Chambre d'écoute # 27 > Tracklist
Du doigté/La harpe et l’accordéon au formet pop (série instruments)
Quelle idée saugrenue d’associer harpe et accordéon dans une même chambre d’écoute ! Tant qu’on y est, pourquoi pas clavecin et harmonica, ou violoncelle et bongo ? Et comment les décliner au format pop ? Telles ont été mes premières réflexions à la lecture du thème proposé par Axel. Mais à l’expérience, le choix s’est avéré très fécond et passionnant. Ces deux instruments ont une connotation assez précise et plutôt antagoniste : la harpe incarne la préciosité et la musique classique tandis que l’accordéon nous renvoie aux musiques folkloriques (pas une seule à travers le monde qui ne l’utilise, de la musette à la cumbia en passant par les musiques tziganes ou klezmer) et aux bals populaires. L’idée a été ici de proposer des musiques dans lesquels ces instruments sont utilisés dans des contextes sonores inhabituels, d’une manière qui fait voler en éclat les stéréotypes qu’ils pourraient véhiculer.
François
Chambre d’écoute # 27 : Tracklist
Proposition d’Axel
1/GusGus Selfoss (Kompakt, 2011)
Sur le tout nouvel album de ce groupe islandais (on a déjà passé des morceaux de ce collectif aux Chambres d’écoute), on trouve des incursions d’accordéon. Pour vous ce soir (et pour éviter les redites), je suis allé voir sur Wikipédia et j’ai appris, entre autres choses, d’où venait leur nom : apparemment il vient d’un film de Fassbinder (Tous les autres s’appellent Ali) où l’on trouve une femme qui prépare du couscous pour son amant. Elle prononce gus gus et pour les membres du groupe, c’est une référence sexuelle. La référence au cinéma s’impose car ce collectif était à la base une association de vidéastes et de cinéastes. Il faudra attendre 1995 pour qu’ils passent à la musique. Après leur troisième album, le bras cinéma de Gus Gus se sépare pour former la boîte de production Celebrator.

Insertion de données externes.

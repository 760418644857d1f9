//! 项目目录（资源目录）
//!
//! 每次规划都重新调用 list()，因此目录必须反映当前配置而不是缓存快照。

use std::path::PathBuf;

use async_trait::async_trait;
use walkdir::WalkDir;

#[async_trait]
pub trait ResourceCatalog: Send + Sync {
    /// 当前可用的项目名（有序、去重）
    async fn list(&self) -> Vec<String>;
}

/// 配置文件中的静态项目列表
pub struct StaticCatalog {
    projects: Vec<String>,
}

impl StaticCatalog {
    pub fn new<I, S>(projects: I) -> Self
    where
        I: IntoIterator<Item = S>,
        S: Into<String>,
    {
        let mut projects: Vec<String> = projects
            .into_iter()
            .map(Into::into)
            .map(|p| p.trim().to_string())
            .filter(|p| !p.is_empty())
            .collect();
        projects.sort();
        projects.dedup();
        Self { projects }
    }
}

#[async_trait]
impl ResourceCatalog for StaticCatalog {
    async fn list(&self) -> Vec<String> {
        self.projects.clone()
    }
}

/// 项目目录：根目录下每个（非隐藏）子目录即一个项目
pub struct DirectoryCatalog {
    root: PathBuf,
}

impl DirectoryCatalog {
    pub fn new(root: impl Into<PathBuf>) -> Self {
        Self { root: root.into() }
    }

    fn scan(&self) -> Vec<String> {
        let mut projects: Vec<String> = WalkDir::new(&self.root)
            .min_depth(1)
            .max_depth(1)
            .into_iter()
            .filter_map(|e| e.ok())
            .filter(|e| e.file_type().is_dir())
            .filter_map(|e| e.file_name().to_str().map(String::from))
            .filter(|name| !name.starts_with('.'))
            .collect();
        projects.sort();
        projects
    }
}

#[async_trait]
impl ResourceCatalog for DirectoryCatalog {
    async fn list(&self) -> Vec<String> {
        if !self.root.is_dir() {
            tracing::warn!(path = %self.root.display(), "projects directory not found");
            return Vec::new();
        }
        self.scan()
    }
}

/// 合并多个目录的结果
pub struct CombinedCatalog {
    sources: Vec<Box<dyn ResourceCatalog>>,
}

impl CombinedCatalog {
    pub fn new(sources: Vec<Box<dyn ResourceCatalog>>) -> Self {
        Self { sources }
    }
}

#[async_trait]
impl ResourceCatalog for CombinedCatalog {
    async fn list(&self) -> Vec<String> {
        let mut all = Vec::new();
        for source in &self.sources {
            all.extend(source.list().await);
        }
        all.sort();
        all.dedup();
        all
    }
}

#[cfg(test)]
mod tests {
    use super::*;

    #[tokio::test]
    async fn test_static_catalog_sorts_and_dedups() {
        let catalog = StaticCatalog::new(["beta", "acme", " ", "beta"]);
        assert_eq!(catalog.list().await, vec!["acme", "beta"]);
    }

    #[tokio::test]
    async fn test_directory_catalog_reflects_live_changes() {
        let dir = tempfile::tempdir().unwrap();
        std::fs::create_dir(dir.path().join("acme")).unwrap();
        std::fs::create_dir(dir.path().join(".git")).unwrap();
        std::fs::write(dir.path().join("notes.txt"), "x").unwrap();
        let catalog = DirectoryCatalog::new(dir.path());
        assert_eq!(catalog.list().await, vec!["acme"]);

        std::fs::create_dir(dir.path().join("beta")).unwrap();
        assert_eq!(catalog.list().await, vec!["acme", "beta"]);
    }

    #[tokio::test]
    async fn test_missing_directory_is_empty() {
        let catalog = DirectoryCatalog::new("/definitely/not/here");
        assert!(catalog.list().await.is_empty());
    }

    #[tokio::test]
    async fn test_combined_catalog() {
        let combined = CombinedCatalog::new(vec![
            Box::new(StaticCatalog::new(["beta"])),
            Box::new(StaticCatalog::new(["acme", "beta"])),
        ]);
        assert_eq!(combined.list().await, vec!["acme", "beta"]);
    }
}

Pour la musique de ce groupe, j’ai envie d’inventer un genre (mais peut-être l’étiquette existe-t-elle déjà … peu importe) : la coldtronica ou une musique éléctronique froide. Mais avec GusGus froid peut signifier dansant. Je me pose deux questions à leur égard : dans la tête des créateurs, que se passe-t-il pour qu’ils décident d’intégrer un instrument comme l’accordéon dans des compositions éléctroniques ? Deuxième question : comment font-ils pour être si bons ? Des nappes de synthé, des boucles de basses dont l’intensité augmente jusqu’à vous submerger … des vocals accrocheurs quoique mystérieux… A voir en concert absolument ! A ce stade-ci de votre écoute, vous commencez à vous dire : « mais où est l’accordéon ? » Pas de panique, il arrive.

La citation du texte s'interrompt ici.